# Notebook de referência

Nome:

## Instruções:


Treinar e medir a acurácia de um modelo BERT (ou variantes) para classificação binária usando o dataset do IMDB (20k/5k amostras de treino/validação).

Importante:
- Deve-se implementar o próprio laço de treinamento.
- Implementar o acumulo de gradiente.

Dicas:
- BERT geralmente costuma aprender bem uma tarefa com poucas épocas (de 3 a 5 épocas).

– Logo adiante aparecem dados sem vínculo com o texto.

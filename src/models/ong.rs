// src/models/ong.rs
use super::{deserialize_some, patch};
use chrono::{NaiveDate, NaiveDateTime};
use serde::{Deserialize, Serialize};
use sqlx::FromRow;

/// Linha da tabela `ongs`.
#[derive(Debug, Clone, FromRow, Serialize)]
pub struct Ong {
    pub id: i64,
    pub name: String,
    pub email: String,
    pub cnpj: String,
    pub telephone: Option<String>,
    #[serde(rename = "foundationData")]
    pub foundation_data: NaiveDate,
    pub address: Option<String>,
    pub created_at: NaiveDateTime,
    pub updated_at: NaiveDateTime,
}

#[derive(Debug, Deserialize)]
pub struct CreateOngPayload {
    pub name: String,
    pub email: String,
    pub cnpj: String,
    pub telephone: Option<String>,
    #[serde(rename = "foundationData")]
    pub foundation_data: NaiveDate,
    pub address: Option<String>,
}

#[derive(Debug, Default, Deserialize)]
pub struct UpdateOngPayload {
    pub name: Option<String>,
    pub email: Option<String>,
    pub cnpj: Option<String>,
    #[serde(default, deserialize_with = "deserialize_some")]
    pub telephone: Option<Option<String>>,
    #[serde(rename = "foundationData")]
    pub foundation_data: Option<NaiveDate>,
    #[serde(default, deserialize_with = "deserialize_some")]
    pub address: Option<Option<String>>,
}

impl Ong {
    pub fn apply(&mut self, changes: UpdateOngPayload) {
        patch(&mut self.name, changes.name);
        patch(&mut self.email, changes.email);
        patch(&mut self.cnpj, changes.cnpj);
        patch(&mut self.telephone, changes.telephone);
        patch(&mut self.foundation_data, changes.foundation_data);
        patch(&mut self.address, changes.address);
    }
}
// src/web/leader_handlers.rs
use crate::{
    error::AppResult,
    models::{
        leader::{CreateLeaderPayload, Leader, UpdateLeaderPayload},
        ong::Ong,
        DeletedMessage,
    },
    services::leader_service,
    state::AppState,
    web::extract::{AppJson, AppPath},
};
use axum::{extract::State, http::StatusCode, Json};

// GET /api/leaders
pub async fn list_leaders(State(state): State<AppState>) -> AppResult<Json<Vec<Leader>>> {
    Ok(Json(leader_service::find_all_leaders(&state.db_pool).await?))
}

// GET /api/leaders/{id}
pub async fn get_leader(
    State(state): State<AppState>,
    AppPath(id): AppPath<i64>,
) -> AppResult<Json<Leader>> {
    Ok(Json(leader_service::get_leader(&state.db_pool, id).await?))
}

// POST /api/leaders
pub async fn create_leader(
    State(state): State<AppState>,
    AppJson(payload): AppJson<CreateLeaderPayload>,
) -> AppResult<(StatusCode, Json<Leader>)> {
    let created = leader_service::create_leader(&state.db_pool, payload).await?;
    Ok((StatusCode::CREATED, Json(created)))
}

// PUT /api/leaders/{id}
pub async fn update_leader(
    State(state): State<AppState>,
    AppPath(id): AppPath<i64>,
    AppJson(changes): AppJson<UpdateLeaderPayload>,
) -> AppResult<Json<Leader>> {
    Ok(Json(leader_service::update_leader(&state.db_pool, id, changes).await?))
}

// DELETE /api/leaders/{id}
pub async fn delete_leader(
    State(state): State<AppState>,
    AppPath(id): AppPath<i64>,
) -> AppResult<Json<DeletedMessage>> {
    leader_service::delete_leader(&state.db_pool, id).await?;
    Ok(Json(DeletedMessage::new("Líder excluído com sucesso.")))
}

// GET /api/leader/{id}/ong
pub async fn get_leader_ong(
    State(state): State<AppState>,
    AppPath(id): AppPath<i64>,
) -> AppResult<Json<Ong>> {
    tracing::debug!("Buscando ONG do líder {}", id);
    Ok(Json(leader_service::find_ong_for_leader(&state.db_pool, id).await?))
}
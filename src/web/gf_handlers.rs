// src/web/gf_handlers.rs
use crate::{
    error::AppResult,
    models::{
        gf::{CreateGfPayload, Gf, UpdateGfPayload},
        DeletedMessage,
    },
    services::gf_service,
    state::AppState,
    web::extract::{AppJson, AppPath},
};
use axum::{extract::State, http::StatusCode, Json};

pub async fn list_gfs(State(state): State<AppState>) -> AppResult<Json<Vec<Gf>>> {
    Ok(Json(gf_service::find_all_gfs(&state.db_pool).await?))
}

pub async fn get_gf(
    State(state): State<AppState>,
    AppPath(id): AppPath<i64>,
) -> AppResult<Json<Gf>> {
    Ok(Json(gf_service::get_gf(&state.db_pool, id).await?))
}

pub async fn create_gf(
    State(state): State<AppState>,
    AppJson(payload): AppJson<CreateGfPayload>,
) -> AppResult<(StatusCode, Json<Gf>)> {
    let created = gf_service::create_gf(&state.db_pool, payload).await?;
    Ok((StatusCode::CREATED, Json(created)))
}

pub async fn update_gf(
    State(state): State<AppState>,
    AppPath(id): AppPath<i64>,
    AppJson(changes): AppJson<UpdateGfPayload>,
) -> AppResult<Json<Gf>> {
    Ok(Json(gf_service::update_gf(&state.db_pool, id, changes).await?))
}

pub async fn delete_gf(
    State(state): State<AppState>,
    AppPath(id): AppPath<i64>,
) -> AppResult<Json<DeletedMessage>> {
    gf_service::delete_gf(&state.db_pool, id).await?;
    Ok(Json(DeletedMessage::new("GF excluído com sucesso.")))
}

Se tiver demorando mais de 5 épocas para chegar em 80% de acurácia, ajuste os hiperparametros.

- Solução para erro de memória:
  - Usar bfloat16 permite quase dobrar o batch size

Opcional:
- Pode-se usar a função trainer da biblioteca Transformers/HuggingFace para verificar se seu laço de treinamento está correto. Note que ainda assim é obrigatório implementar o laço próprio.

# Fixando a seed

In [1]:
import random
import torch
import torch.nn.functional as F
import numpy as np

# model
from transformers import DistilBertTokenizer, DistilBertModel

  from .autonotebook import tqdm as notebook_tqdm


In [2]:
random.seed(123)
np.random.seed(123)
torch.manual_seed(123)

<torch._C.Generator at 0x7fb174151b50>

## Preparando Dados

Primeiro, fazemos download do dataset:

In [3]:
!wget -nc http://files.fast.ai/data/aclImdb.tgz
!tar -xzf aclImdb.tgz

File ‘aclImdb.tgz’ already there; not retrieving.



## Carregando o dataset

Criaremos uma divisão de treino (20k exemplos) e validação (5k exemplos) artificialmente.

In [4]:
import os

max_valid = 5000

def load_texts(folder):
    texts = []
    for path in os.listdir(folder):
        with open(os.path.join(folder, path)) as f:
            texts.append(f.read())
    return texts

x_train_pos = load_texts('aclImdb/train/pos')
x_train_neg = load_texts('aclImdb/train/neg')
x_test_pos = load_texts('aclImdb/test/pos')
x_test_neg = load_texts('aclImdb/test/neg')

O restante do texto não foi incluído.